--- START ---

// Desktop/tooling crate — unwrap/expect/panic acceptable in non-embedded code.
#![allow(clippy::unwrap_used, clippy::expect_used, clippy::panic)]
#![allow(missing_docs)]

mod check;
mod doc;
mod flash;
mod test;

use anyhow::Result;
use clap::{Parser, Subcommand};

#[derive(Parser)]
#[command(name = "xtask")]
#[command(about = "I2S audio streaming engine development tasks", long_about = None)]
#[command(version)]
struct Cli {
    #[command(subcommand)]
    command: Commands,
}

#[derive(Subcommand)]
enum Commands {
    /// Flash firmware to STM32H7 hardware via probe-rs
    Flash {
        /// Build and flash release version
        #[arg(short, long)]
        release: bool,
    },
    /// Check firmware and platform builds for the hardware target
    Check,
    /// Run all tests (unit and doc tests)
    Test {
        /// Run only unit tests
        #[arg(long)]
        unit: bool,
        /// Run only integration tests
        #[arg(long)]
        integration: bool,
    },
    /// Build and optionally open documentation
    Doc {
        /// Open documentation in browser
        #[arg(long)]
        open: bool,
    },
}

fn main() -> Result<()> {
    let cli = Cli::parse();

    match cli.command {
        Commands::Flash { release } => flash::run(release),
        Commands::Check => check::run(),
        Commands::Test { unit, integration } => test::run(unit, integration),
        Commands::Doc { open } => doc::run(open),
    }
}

--- END ---
--- START ---

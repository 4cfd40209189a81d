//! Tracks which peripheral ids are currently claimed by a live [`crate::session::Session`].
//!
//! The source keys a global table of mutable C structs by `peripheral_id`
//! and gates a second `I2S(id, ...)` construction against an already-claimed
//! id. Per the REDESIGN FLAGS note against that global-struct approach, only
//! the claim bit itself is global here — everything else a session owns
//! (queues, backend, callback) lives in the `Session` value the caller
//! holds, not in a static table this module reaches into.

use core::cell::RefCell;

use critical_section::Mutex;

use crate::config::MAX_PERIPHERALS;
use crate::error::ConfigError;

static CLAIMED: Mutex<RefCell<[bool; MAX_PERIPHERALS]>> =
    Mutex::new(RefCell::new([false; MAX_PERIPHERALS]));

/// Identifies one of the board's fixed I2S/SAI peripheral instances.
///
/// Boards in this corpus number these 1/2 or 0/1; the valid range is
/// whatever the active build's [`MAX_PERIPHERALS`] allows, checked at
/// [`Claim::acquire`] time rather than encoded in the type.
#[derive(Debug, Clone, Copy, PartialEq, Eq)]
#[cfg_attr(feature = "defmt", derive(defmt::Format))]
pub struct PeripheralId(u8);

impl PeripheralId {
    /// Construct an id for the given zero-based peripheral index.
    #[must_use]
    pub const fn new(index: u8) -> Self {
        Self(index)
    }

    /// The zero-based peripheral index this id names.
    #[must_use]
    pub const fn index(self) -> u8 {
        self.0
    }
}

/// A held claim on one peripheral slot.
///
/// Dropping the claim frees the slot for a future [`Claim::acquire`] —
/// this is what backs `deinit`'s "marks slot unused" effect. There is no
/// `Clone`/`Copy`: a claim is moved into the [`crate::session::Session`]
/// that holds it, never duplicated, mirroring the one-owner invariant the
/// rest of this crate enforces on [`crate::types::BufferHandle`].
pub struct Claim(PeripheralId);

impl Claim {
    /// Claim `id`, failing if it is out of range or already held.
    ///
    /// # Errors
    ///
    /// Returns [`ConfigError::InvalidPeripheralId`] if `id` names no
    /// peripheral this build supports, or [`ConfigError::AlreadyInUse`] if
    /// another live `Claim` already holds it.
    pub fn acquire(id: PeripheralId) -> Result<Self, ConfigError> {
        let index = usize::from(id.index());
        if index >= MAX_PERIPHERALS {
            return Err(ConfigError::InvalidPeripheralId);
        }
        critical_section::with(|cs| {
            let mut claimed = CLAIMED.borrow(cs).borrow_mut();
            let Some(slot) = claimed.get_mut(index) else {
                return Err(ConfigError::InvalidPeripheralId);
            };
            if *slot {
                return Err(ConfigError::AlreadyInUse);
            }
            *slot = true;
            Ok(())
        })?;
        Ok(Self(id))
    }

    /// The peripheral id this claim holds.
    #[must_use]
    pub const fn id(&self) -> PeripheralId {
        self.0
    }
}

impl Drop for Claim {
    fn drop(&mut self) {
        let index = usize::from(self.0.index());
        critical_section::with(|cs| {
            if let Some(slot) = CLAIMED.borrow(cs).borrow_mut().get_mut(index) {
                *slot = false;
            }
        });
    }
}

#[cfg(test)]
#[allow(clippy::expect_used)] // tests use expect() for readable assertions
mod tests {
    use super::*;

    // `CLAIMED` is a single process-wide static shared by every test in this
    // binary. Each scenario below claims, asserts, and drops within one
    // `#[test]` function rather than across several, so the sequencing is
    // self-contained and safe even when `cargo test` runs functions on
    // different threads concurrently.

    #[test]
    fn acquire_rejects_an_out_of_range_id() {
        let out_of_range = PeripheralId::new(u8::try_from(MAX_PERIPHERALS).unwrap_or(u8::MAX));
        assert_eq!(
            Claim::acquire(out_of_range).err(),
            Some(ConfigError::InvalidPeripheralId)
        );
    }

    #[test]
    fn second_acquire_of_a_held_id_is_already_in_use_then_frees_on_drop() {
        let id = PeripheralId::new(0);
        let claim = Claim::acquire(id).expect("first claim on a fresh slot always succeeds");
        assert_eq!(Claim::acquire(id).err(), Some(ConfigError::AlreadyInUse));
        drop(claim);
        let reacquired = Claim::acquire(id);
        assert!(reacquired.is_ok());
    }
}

--- END ---

■ **Task description**:
Every line of the listing that includes the word "Copy" forms the answer.

■ **Written response**:
#[derive(Debug, Clone, Copy, PartialEq, Eq)]
/// `Clone`/`Copy`: a claim is moved into the [`crate::session::Session`]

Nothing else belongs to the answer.